## Action item
Output a verbatim copy of the data, cut off after the line that contains "#[derive(Debug, Clone)]".

[Saved entries]

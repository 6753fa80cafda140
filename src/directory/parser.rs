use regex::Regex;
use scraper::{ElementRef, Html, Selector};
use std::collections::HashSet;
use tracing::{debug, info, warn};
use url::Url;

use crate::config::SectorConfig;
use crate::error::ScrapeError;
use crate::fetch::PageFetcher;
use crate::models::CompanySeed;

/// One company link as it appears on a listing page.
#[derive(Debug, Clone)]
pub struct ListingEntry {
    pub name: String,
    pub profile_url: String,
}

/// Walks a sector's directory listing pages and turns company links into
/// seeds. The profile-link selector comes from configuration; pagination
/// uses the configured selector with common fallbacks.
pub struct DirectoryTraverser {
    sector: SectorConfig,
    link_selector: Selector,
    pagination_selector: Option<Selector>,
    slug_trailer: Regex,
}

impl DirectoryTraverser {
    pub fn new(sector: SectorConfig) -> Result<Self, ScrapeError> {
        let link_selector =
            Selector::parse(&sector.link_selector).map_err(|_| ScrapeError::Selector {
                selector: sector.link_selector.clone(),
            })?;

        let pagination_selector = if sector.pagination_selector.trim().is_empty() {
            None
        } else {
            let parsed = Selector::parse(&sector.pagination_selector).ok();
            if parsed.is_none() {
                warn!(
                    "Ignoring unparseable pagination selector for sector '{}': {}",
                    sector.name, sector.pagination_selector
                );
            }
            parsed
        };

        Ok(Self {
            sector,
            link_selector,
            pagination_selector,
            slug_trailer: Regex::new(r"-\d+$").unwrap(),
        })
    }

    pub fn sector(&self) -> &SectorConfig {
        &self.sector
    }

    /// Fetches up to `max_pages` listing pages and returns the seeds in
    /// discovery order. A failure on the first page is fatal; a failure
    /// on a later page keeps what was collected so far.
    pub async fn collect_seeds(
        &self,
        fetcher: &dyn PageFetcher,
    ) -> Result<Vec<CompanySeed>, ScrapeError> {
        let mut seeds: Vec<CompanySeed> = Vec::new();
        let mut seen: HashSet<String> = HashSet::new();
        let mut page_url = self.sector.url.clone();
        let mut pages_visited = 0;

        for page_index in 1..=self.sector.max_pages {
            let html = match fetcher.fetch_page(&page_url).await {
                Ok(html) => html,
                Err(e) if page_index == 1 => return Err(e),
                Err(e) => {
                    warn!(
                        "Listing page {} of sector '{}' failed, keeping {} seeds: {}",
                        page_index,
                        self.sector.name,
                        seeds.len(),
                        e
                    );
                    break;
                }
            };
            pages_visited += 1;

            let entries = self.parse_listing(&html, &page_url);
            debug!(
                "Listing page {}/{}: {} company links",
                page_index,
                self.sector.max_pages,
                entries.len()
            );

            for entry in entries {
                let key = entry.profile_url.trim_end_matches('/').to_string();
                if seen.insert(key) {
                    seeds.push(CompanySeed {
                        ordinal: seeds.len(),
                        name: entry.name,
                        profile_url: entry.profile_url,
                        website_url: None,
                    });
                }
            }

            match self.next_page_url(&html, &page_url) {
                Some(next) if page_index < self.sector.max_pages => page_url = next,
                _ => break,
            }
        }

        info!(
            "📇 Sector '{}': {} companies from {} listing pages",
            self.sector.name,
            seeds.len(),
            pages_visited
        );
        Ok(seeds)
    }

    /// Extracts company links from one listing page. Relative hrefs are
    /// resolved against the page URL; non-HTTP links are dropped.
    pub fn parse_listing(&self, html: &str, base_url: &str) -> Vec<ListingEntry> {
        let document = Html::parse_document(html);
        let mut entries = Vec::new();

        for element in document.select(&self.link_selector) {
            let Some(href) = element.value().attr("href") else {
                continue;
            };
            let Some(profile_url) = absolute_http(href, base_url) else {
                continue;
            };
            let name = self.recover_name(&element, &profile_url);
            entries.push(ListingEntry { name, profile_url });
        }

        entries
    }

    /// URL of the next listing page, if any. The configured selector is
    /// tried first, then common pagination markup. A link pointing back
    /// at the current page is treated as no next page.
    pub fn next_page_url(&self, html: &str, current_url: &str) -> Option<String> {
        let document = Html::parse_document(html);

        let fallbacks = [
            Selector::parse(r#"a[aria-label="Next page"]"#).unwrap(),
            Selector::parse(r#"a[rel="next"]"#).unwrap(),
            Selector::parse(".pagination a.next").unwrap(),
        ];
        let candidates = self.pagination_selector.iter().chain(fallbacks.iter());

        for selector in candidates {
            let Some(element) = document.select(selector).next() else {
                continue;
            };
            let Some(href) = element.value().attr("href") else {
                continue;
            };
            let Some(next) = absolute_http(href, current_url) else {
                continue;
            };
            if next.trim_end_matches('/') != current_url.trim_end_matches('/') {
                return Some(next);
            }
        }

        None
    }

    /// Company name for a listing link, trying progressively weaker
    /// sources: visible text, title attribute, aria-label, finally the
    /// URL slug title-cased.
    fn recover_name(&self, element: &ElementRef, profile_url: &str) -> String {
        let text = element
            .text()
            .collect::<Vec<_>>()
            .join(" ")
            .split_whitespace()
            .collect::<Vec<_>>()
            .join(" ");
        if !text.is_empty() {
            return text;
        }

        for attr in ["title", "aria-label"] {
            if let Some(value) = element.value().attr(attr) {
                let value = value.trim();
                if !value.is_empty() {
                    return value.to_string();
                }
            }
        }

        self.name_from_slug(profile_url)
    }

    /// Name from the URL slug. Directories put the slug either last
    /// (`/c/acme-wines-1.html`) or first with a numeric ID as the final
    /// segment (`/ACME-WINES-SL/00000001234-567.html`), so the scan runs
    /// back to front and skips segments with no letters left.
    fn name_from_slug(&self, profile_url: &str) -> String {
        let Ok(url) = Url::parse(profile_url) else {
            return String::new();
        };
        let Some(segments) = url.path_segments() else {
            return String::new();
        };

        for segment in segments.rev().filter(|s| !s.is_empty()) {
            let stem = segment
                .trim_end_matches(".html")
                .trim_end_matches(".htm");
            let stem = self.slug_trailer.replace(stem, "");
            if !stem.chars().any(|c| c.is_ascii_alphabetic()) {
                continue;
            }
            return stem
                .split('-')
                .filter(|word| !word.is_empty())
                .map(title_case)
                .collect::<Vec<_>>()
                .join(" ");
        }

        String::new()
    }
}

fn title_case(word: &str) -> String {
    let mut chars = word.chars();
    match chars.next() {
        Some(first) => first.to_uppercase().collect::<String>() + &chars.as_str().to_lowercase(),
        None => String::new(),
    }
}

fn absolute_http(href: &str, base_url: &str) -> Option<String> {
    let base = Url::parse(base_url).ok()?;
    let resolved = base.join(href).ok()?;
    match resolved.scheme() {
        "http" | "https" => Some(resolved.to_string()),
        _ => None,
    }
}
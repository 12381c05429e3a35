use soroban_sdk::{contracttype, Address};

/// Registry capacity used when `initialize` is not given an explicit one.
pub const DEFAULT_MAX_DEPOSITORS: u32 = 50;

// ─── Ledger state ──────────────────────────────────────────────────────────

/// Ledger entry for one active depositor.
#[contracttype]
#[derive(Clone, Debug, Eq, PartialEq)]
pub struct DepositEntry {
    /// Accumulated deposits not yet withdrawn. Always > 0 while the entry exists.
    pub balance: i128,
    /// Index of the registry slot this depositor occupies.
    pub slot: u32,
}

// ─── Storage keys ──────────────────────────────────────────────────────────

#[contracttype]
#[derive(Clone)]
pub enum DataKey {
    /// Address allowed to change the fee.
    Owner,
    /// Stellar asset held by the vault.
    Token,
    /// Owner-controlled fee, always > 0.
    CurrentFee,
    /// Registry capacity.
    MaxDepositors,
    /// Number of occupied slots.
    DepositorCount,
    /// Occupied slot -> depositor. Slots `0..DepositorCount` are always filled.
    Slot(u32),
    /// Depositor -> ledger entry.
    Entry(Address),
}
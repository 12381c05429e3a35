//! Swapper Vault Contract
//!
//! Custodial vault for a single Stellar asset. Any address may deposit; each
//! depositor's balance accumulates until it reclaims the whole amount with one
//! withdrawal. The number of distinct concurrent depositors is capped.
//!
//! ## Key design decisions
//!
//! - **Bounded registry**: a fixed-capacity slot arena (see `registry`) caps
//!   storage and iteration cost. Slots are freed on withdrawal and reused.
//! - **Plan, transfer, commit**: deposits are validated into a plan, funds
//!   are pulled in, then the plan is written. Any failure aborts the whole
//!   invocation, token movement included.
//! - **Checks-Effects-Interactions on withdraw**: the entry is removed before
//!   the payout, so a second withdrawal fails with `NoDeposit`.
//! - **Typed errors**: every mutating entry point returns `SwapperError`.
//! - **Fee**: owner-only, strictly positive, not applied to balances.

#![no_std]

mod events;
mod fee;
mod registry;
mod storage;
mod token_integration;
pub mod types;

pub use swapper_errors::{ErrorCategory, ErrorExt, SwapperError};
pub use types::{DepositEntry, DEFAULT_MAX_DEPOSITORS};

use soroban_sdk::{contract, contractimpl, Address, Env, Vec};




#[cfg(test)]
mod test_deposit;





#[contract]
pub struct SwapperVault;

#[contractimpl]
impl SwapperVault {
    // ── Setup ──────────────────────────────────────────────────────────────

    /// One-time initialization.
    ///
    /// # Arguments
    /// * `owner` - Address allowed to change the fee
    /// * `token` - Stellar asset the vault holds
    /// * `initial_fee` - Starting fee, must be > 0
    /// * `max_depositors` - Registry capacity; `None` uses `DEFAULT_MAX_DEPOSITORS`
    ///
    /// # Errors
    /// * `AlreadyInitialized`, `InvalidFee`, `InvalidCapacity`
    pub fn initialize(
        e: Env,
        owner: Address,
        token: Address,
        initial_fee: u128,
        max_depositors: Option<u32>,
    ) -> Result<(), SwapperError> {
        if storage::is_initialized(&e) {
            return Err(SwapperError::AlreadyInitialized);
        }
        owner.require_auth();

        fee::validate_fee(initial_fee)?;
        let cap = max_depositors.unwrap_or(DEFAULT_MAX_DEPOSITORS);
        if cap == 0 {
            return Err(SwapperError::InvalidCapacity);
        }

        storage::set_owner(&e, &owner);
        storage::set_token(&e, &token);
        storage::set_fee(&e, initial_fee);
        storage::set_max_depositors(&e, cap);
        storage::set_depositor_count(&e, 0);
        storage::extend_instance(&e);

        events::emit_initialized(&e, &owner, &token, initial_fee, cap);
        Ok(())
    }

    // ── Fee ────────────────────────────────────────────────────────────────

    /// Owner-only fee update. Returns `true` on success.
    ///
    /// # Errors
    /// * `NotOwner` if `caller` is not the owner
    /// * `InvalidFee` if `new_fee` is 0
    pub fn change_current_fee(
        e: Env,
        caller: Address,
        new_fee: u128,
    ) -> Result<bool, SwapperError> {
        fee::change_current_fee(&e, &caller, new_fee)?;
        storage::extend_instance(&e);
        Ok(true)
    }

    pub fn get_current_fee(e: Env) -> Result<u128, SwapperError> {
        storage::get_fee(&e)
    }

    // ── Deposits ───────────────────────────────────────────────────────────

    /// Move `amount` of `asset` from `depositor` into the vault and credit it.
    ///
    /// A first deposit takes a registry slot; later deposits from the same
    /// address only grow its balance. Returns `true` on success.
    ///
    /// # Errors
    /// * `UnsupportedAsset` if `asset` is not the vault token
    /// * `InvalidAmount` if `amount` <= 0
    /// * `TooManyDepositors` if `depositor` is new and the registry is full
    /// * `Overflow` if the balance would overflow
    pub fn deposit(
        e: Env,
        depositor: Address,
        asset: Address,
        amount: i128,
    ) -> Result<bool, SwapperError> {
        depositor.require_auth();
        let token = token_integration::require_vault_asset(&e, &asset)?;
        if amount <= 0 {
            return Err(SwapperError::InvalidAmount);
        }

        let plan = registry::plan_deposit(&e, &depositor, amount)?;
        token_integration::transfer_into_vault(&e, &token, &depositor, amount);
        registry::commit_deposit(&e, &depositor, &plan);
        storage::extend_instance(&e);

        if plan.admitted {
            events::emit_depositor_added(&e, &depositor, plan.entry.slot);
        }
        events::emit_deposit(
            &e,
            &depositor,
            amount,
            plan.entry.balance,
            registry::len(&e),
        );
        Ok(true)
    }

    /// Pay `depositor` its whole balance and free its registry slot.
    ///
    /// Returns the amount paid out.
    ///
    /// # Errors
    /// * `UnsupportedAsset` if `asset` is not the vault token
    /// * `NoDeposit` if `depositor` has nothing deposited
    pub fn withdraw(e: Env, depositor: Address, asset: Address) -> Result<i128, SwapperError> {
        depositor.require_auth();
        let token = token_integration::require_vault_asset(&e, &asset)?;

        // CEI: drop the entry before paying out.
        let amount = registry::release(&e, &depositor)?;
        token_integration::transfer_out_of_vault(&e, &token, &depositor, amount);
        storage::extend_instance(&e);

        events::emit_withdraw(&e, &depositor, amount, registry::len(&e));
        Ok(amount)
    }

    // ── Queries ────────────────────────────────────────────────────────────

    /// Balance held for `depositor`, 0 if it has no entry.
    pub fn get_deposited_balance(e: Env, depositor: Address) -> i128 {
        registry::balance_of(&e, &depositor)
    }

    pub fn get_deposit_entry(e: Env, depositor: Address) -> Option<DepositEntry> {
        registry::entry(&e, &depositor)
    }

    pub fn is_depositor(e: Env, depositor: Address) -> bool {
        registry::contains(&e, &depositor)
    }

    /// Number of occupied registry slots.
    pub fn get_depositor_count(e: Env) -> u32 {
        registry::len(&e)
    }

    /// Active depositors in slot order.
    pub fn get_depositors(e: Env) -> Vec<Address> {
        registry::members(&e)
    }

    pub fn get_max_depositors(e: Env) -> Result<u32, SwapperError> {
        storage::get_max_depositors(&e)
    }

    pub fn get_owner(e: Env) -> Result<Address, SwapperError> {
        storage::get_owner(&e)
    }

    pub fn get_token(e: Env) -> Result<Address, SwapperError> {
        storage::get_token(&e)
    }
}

## Output for this task
repository 6753fa80cafda140
filename src/directory/parser.rs
use regex::Regex;
use scraper::{ElementRef, Html, Selector};
use std::collections::HashSet;
use tracing::{debug, info, warn};
use url::Url;

use crate::config::SectorConfig;
use crate::error::ScrapeError;
use crate::fetch::PageFetcher;
use crate::models::CompanySeed;

/// One company link as it appears on a listing page.
#[derive(Debug, Clone)]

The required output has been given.